= Comprehensive planning =

Long-term large-area public policy developmental plan

San Diego, a comprehensive plan for its improvement, 1908

A City Plan for Austin, Texas, 1928

Comprehensive planning is an ordered process that determines community goals and aspirations in terms of community development. The end product is called a comprehensive plan, also known as a general plan, or master plan. This resulting document expresses and regulates public policies on transportation, utilities, land use, recreation, and housing. Comprehensive plans typically encompass large geographical areas, a broad range of topics, and cover a long-term time horizon. The term comprehensive plan is most often used by urban planners in the United States.

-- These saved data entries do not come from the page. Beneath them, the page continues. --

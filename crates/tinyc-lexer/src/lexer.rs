//! Pull-based tinyc lexer.
//!
//! The lexer keeps exactly one token of lookahead: [`Lexer::current`]
//! peeks at it and [`Lexer::advance`] hands it over and scans the next.
//!
//! - Whitespace, `// line` and `/* block */` comments are skipped
//! - Integer literals wrap to 32 bits
//! - `==`, `!=`, `<=`, `>=` win over their one-byte prefixes
//! - Unrecognised bytes become [`TokenKind::Unknown`]; the lexer never fails

use tinyc_types::Span;

use crate::token::{Token, TokenKind};

pub struct Lexer<'src> {
    source: &'src str,
    bytes: &'src [u8],
    /// Current byte offset into `source`.
    pos: usize,
    /// Current line number (1-based).
    line: u32,
    /// Current column number (1-based).
    col: u32,
    /// The lookahead token.
    current: Token<'src>,
}

impl<'src> Lexer<'src> {
    /// Reset to the start of `source` and scan the first token.
    pub fn new(source: &'src str) -> Self {
        let mut lexer = Self {
            source,
            bytes: source.as_bytes(),
            pos: 0,
            line: 1,
            col: 1,
            current: Token::new(TokenKind::Eof, Span::point(1, 1)),
        };
        lexer.current = lexer.scan_token();
        lexer
    }

    /// The token at the cursor, not consumed.
    pub fn current(&self) -> &Token<'src> {
        &self.current
    }

    /// Consume the current token and scan the next one.
    pub fn advance(&mut self) -> Token<'src> {
        let next = self.scan_token();
        std::mem::replace(&mut self.current, next)
    }

    /// Line the scanner has reached, including newlines skipped after the
    /// current token.
    pub fn line(&self) -> u32 {
        self.line
    }

    // ─────────────────────────────────────────────────────────────
    // Character-level helpers
    // ─────────────────────────────────────────────────────────────

    fn peek(&self) -> Option<u8> {
        self.bytes.get(self.pos).copied()
    }

    fn peek_at(&self, offset: usize) -> Option<u8> {
        self.bytes.get(self.pos + offset).copied()
    }

    fn bump(&mut self) -> Option<u8> {
        let ch = self.peek()?;
        self.pos += 1;
        if ch == b'\n' {
            self.line += 1;
            self.col = 1;
        } else {
            self.col += 1;
        }
        Some(ch)
    }

    fn span_from(&self, start_line: u32, start_col: u32) -> Span {
        Span::new(start_line, start_col, self.line, self.col.saturating_sub(1).max(1))
    }

    // ─────────────────────────────────────────────────────────────
    // Whitespace & comments
    // ─────────────────────────────────────────────────────────────

    fn skip_trivia(&mut self) {
        loop {
            match (self.peek(), self.peek_at(1)) {
                (Some(b' ' | b'\t' | b'\r' | b'\n'), _) => {
                    self.bump();
                }
                (Some(b'/'), Some(b'/')) => {
                    while self.peek().is_some_and(|ch| ch != b'\n') {
                        self.bump();
                    }
                }
                (Some(b'/'), Some(b'*')) => {
                    self.bump();
                    self.bump();
                    // An unterminated comment runs to end of input.
                    while let Some(ch) = self.bump() {
                        if ch == b'*' && self.peek() == Some(b'/') {
                            self.bump();
                            break;
                        }
                    }
                }
                _ => return,
            }
        }
    }

    // ─────────────────────────────────────────────────────────────
    // Scanning
    // ─────────────────────────────────────────────────────────────

    fn scan_token(&mut self) -> Token<'src> {
        self.skip_trivia();

        let start_line = self.line;
        let start_col = self.col;
        let Some(ch) = self.bump() else {
            return Token::new(TokenKind::Eof, Span::point(self.line, self.col));
        };

        let kind = match ch {
            b'0'..=b'9' => self.scan_number(ch),
            b'a'..=b'z' | b'A'..=b'Z' | b'_' => self.scan_word(),

            b'=' => self.one_or_two(TokenKind::Eq, TokenKind::EqEq),
            b'<' => self.one_or_two(TokenKind::Less, TokenKind::LessEq),
            b'>' => self.one_or_two(TokenKind::Greater, TokenKind::GreaterEq),
            b'!' => self.one_or_two(TokenKind::Unknown(b'!'), TokenKind::BangEq),

            b'+' => TokenKind::Plus,
            b'-' => TokenKind::Minus,
            b'*' => TokenKind::Star,
            b'/' => TokenKind::Slash,
            b'&' => TokenKind::Amp,
            b'(' => TokenKind::LParen,
            b')' => TokenKind::RParen,
            b'{' => TokenKind::LBrace,
            b'}' => TokenKind::RBrace,
            b';' => TokenKind::Semicolon,
            b',' => TokenKind::Comma,

            other => TokenKind::Unknown(other),
        };

        Token::new(kind, self.span_from(start_line, start_col))
    }

    /// `single`, or `double` when the next byte is `=`.
    fn one_or_two(&mut self, single: TokenKind<'src>, double: TokenKind<'src>) -> TokenKind<'src> {
        if self.peek() == Some(b'=') {
            self.bump();
            double
        } else {
            single
        }
    }

    fn scan_number(&mut self, first: u8) -> TokenKind<'src> {
        let mut value = i32::from(first - b'0');
        while let Some(d @ b'0'..=b'9') = self.peek() {
            self.bump();
            value = value.wrapping_mul(10).wrapping_add(i32::from(d - b'0'));
        }
        TokenKind::Number(value)
    }

    fn scan_word(&mut self) -> TokenKind<'src> {
        let start = self.pos - 1;
        while self.peek().is_some_and(|ch| ch.is_ascii_alphanumeric() || ch == b'_') {
            self.bump();
        }
        let word = &self.source[start..self.pos];
        TokenKind::from_keyword(word).unwrap_or(TokenKind::Identifier(word))
    }
}

/// Yields the remaining tokens, stopping before [`TokenKind::Eof`].
impl<'src> Iterator for Lexer<'src> {
    type Item = Token<'src>;

    fn next(&mut self) -> Option<Token<'src>> {
        if self.current.is_eof() {
            None
        } else {
            Some(self.advance())
        }
    }
}
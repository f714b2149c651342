//! Token types for the tinyc lexer.
//!
//! Defines [`TokenKind`] covering every lexeme of the language and
//! [`Token`], which pairs a kind with a source [`Span`].

use std::fmt;
use tinyc_types::Span;

/// The reserved words, in the order the lexer tries them.
pub const ALL_KEYWORDS: &[&str] = &["if", "do", "int", "for", "else", "while", "return"];

// ─────────────────────────────────────────────────────────────────────
// Token
// ─────────────────────────────────────────────────────────────────────

/// A single token. Identifiers borrow from the source text.
#[derive(Debug, Clone, Copy, PartialEq, Eq)]
pub struct Token<'src> {
    pub kind: TokenKind<'src>,
    pub span: Span,
}

impl<'src> Token<'src> {
    pub fn new(kind: TokenKind<'src>, span: Span) -> Self {
        Self { kind, span }
    }

    pub fn line(&self) -> u32 {
        self.span.start_line
    }

    pub fn is_eof(&self) -> bool {
        self.kind == TokenKind::Eof
    }
}

// ─────────────────────────────────────────────────────────────────────
// TokenKind
// ─────────────────────────────────────────────────────────────────────

#[derive(Debug, Clone, Copy, PartialEq, Eq, Hash)]
pub enum TokenKind<'src> {
    /// End of input. Returned forever once the source is exhausted.
    Eof,

    // ── Literals & names ─────────────────────────────────────

    /// Decimal literal, wrapped to 32 bits.
    Number(i32),
    Identifier(&'src str),

    // ── Keywords ─────────────────────────────────────────────
    Int,
    Return,
    If,
    Else,
    For,
    While,
    Do,

    // ── Operators ────────────────────────────────────────────
    Plus,
    Minus,
    Star,
    Slash,
    Amp,
    Eq,
    EqEq,
    BangEq,
    Less,
    LessEq,
    Greater,
    GreaterEq,

    // ── Punctuation ──────────────────────────────────────────
    LParen,
    RParen,
    LBrace,
    RBrace,
    Semicolon,
    Comma,

    /// Any other byte. The parser rejects it wherever it appears.
    Unknown(u8),
}

impl<'src> TokenKind<'src> {
    /// Map an identifier to its keyword token, if it is one.
    ///
    /// Matching is by exact length and content: `integer` and `in` are
    /// plain identifiers.
    pub fn from_keyword(word: &str) -> Option<TokenKind<'static>> {
        Some(match word {
            "if" => TokenKind::If,
            "do" => TokenKind::Do,
            "int" => TokenKind::Int,
            "for" => TokenKind::For,
            "else" => TokenKind::Else,
            "while" => TokenKind::While,
            "return" => TokenKind::Return,
            _ => return None,
        })
    }

    pub fn is_keyword(&self) -> bool {
        matches!(
            self,
            TokenKind::Int
                | TokenKind::Return
                | TokenKind::If
                | TokenKind::Else
                | TokenKind::For
                | TokenKind::While
                | TokenKind::Do
        )
    }
}

impl fmt::Display for TokenKind<'_> {
    fn fmt(&self, f: &mut fmt::Formatter<'_>) -> fmt::Result {
        match self {
            TokenKind::Eof => f.write_str("end of input"),
            TokenKind::Number(n) => write!(f, "{n}"),
            TokenKind::Identifier(s) => f.write_str(s),
            TokenKind::Int => f.write_str("int"),
            TokenKind::Return => f.write_str("return"),
            TokenKind::If => f.write_str("if"),
            TokenKind::Else => f.write_str("else"),
            TokenKind::For => f.write_str("for"),
            TokenKind::While => f.write_str("while"),
            TokenKind::Do => f.write_str("do"),
            TokenKind::Plus => f.write_str("+"),
            TokenKind::Minus => f.write_str("-"),
            TokenKind::Star => f.write_str("*"),
            TokenKind::Slash => f.write_str("/"),
            TokenKind::Amp => f.write_str("&"),
            TokenKind::Eq => f.write_str("="),
            TokenKind::EqEq => f.write_str("=="),
            TokenKind::BangEq => f.write_str("!="),
            TokenKind::Less => f.write_str("<"),
            TokenKind::LessEq => f.write_str("<="),
            TokenKind::Greater => f.write_str(">"),
            TokenKind::GreaterEq => f.write_str(">="),
            TokenKind::LParen => f.write_str("("),
            TokenKind::RParen => f.write_str(")"),
            TokenKind::LBrace => f.write_str("{"),
            TokenKind::RBrace => f.write_str("}"),
            TokenKind::Semicolon => f.write_str(";"),
            TokenKind::Comma => f.write_str(","),
            TokenKind::Unknown(b) if b.is_ascii_graphic() => write!(f, "{}", *b as char),
            TokenKind::Unknown(b) => write!(f, "\\x{b:02x}"),
        }
    }
}

#[cfg(test)]
mod tests {
    use super::*;

    #[test]
    fn test_every_keyword_round_trips() {
        for word in ALL_KEYWORDS {
            let kind = TokenKind::from_keyword(word).expect("keyword");
            assert!(kind.is_keyword());
            assert_eq!(kind.to_string(), *word);
        }
    }

    #[test]
    fn test_keyword_matching_is_exact_length() {
        assert_eq!(TokenKind::from_keyword("in"), None);
        assert_eq!(TokenKind::from_keyword("integer"), None);
        assert_eq!(TokenKind::from_keyword("doo"), None);
        assert_eq!(TokenKind::from_keyword("Int"), None);
    }

    #[test]
    fn test_unknown_display() {
        assert_eq!(TokenKind::Unknown(b'@').to_string(), "@");
        assert_eq!(TokenKind::Unknown(0x7f).to_string(), "\\x7f");
    }
}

Each city and county adopts and updates their plan to guide the growth and land development of their community, for both the current period and the long term. This "serious document" is then the foundation for establishing goals, purposes, zoning and activities allowed on each land parcel to provide compatibility and continuity to the entire region as well as each individual neighborhood. It has been one of the most important instruments in city and regional planning since the early twentieth century.

== History ==
During the earliest times of American history, cities had little power given to them by State governments to control land use. After the American Revolution, the focus on property rights turned to self-rule and personal freedom, as this was a time of very strong personal property rights. Local governments had simple powers which included maintaining law and order and providing basic services. Cities had little power, if any at all, to direct development in the city.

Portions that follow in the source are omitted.